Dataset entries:
----

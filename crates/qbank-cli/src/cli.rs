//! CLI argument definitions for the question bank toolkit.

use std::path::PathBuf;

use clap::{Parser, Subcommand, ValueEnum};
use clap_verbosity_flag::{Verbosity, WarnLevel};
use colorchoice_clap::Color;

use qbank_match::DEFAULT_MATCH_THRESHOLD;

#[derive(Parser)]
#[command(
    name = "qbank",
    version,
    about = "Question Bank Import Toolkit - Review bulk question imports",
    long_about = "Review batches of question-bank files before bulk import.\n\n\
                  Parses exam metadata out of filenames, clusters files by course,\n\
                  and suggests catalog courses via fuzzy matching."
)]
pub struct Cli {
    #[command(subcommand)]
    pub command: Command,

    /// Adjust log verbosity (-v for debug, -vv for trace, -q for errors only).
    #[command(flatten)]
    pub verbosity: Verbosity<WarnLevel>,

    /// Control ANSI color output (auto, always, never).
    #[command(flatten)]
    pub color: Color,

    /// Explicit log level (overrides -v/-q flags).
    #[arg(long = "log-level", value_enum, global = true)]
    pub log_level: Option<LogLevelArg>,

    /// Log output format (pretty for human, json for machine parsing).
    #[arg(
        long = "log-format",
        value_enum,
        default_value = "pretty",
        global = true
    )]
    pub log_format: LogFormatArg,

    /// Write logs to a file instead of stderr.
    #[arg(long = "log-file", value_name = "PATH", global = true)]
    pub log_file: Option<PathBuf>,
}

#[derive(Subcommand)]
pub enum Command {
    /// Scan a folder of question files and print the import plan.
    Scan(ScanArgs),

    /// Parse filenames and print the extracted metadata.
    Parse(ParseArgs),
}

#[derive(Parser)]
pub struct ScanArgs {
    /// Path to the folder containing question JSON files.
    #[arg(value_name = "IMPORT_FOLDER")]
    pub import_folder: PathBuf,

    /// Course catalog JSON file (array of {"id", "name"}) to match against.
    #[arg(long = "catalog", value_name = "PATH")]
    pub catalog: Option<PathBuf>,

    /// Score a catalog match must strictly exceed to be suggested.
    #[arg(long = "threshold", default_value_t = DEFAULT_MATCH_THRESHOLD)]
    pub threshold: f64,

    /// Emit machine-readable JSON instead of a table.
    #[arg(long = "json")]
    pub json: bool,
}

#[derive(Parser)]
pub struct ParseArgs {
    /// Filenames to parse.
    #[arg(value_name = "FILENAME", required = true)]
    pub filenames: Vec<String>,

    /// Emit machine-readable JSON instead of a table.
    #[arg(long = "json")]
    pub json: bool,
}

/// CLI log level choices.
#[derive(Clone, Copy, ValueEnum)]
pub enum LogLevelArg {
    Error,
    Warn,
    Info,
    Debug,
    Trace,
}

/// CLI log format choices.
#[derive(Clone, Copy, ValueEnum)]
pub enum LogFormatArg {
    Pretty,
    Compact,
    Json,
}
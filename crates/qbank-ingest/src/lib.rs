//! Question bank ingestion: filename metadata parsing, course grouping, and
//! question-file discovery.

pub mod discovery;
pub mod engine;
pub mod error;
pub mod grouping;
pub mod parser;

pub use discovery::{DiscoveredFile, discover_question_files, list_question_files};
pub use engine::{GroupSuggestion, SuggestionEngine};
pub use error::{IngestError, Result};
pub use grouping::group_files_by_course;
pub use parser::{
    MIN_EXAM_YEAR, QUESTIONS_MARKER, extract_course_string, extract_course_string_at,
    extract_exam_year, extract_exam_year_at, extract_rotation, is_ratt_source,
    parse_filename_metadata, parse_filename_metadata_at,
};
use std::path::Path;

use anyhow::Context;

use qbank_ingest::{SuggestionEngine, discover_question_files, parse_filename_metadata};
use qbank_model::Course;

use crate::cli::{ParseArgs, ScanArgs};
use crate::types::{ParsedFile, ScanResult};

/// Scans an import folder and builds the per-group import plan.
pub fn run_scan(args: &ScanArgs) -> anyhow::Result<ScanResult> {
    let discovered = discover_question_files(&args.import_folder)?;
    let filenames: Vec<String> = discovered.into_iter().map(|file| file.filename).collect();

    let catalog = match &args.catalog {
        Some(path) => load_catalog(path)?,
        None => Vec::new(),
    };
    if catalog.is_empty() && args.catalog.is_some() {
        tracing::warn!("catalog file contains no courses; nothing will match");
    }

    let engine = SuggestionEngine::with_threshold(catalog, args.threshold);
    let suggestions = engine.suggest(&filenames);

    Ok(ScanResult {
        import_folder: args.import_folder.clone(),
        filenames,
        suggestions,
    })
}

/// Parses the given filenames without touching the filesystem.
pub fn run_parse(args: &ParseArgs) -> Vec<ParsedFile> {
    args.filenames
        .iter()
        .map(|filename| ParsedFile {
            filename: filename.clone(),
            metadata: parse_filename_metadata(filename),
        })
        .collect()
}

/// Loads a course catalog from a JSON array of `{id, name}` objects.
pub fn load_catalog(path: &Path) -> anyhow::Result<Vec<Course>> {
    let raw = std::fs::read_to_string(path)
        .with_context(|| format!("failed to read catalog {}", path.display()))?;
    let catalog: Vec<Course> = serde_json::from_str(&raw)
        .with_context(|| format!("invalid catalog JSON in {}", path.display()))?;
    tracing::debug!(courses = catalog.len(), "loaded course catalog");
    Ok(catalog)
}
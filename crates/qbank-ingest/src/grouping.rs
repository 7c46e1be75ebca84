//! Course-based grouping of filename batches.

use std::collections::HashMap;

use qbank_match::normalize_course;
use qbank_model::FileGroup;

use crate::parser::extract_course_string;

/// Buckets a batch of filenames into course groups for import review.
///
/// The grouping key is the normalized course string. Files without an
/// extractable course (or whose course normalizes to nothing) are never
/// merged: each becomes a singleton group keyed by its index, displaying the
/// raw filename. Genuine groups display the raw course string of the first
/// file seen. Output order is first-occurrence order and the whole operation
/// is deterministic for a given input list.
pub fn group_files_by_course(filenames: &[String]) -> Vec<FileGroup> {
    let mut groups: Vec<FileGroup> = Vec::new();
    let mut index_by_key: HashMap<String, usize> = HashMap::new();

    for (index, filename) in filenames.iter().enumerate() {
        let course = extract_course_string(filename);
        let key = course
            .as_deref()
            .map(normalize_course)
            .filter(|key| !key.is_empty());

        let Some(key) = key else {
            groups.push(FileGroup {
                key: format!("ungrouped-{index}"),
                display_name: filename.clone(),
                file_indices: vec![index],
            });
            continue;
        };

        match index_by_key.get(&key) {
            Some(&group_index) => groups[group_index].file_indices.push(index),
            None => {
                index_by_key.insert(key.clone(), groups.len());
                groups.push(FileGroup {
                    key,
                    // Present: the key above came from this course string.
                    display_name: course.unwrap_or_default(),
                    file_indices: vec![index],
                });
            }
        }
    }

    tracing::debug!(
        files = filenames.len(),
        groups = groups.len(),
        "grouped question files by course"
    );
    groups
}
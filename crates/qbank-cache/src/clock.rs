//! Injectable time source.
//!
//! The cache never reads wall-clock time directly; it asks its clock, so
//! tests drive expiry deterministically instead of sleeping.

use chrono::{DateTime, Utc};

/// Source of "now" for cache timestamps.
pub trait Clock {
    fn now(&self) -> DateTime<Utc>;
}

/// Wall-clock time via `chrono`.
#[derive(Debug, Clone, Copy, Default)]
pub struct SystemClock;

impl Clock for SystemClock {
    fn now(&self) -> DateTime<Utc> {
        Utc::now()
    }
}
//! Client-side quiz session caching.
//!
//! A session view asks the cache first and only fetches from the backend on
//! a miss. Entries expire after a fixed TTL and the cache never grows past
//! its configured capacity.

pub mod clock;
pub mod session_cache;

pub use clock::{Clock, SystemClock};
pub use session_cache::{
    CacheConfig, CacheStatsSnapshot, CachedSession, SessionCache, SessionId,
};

----

● **ACTION ITEM**: Take the entries above and return only the lines from the one with "use crate::parser::extract_course_string;" to the one with "Files without an", both included, unchanged.

● **COMPLETED EXERCISE**:
use crate::parser::extract_course_string;

/// Buckets a batch of filenames into course groups for import review.
///
/// The grouping key is the normalized course string. Files without an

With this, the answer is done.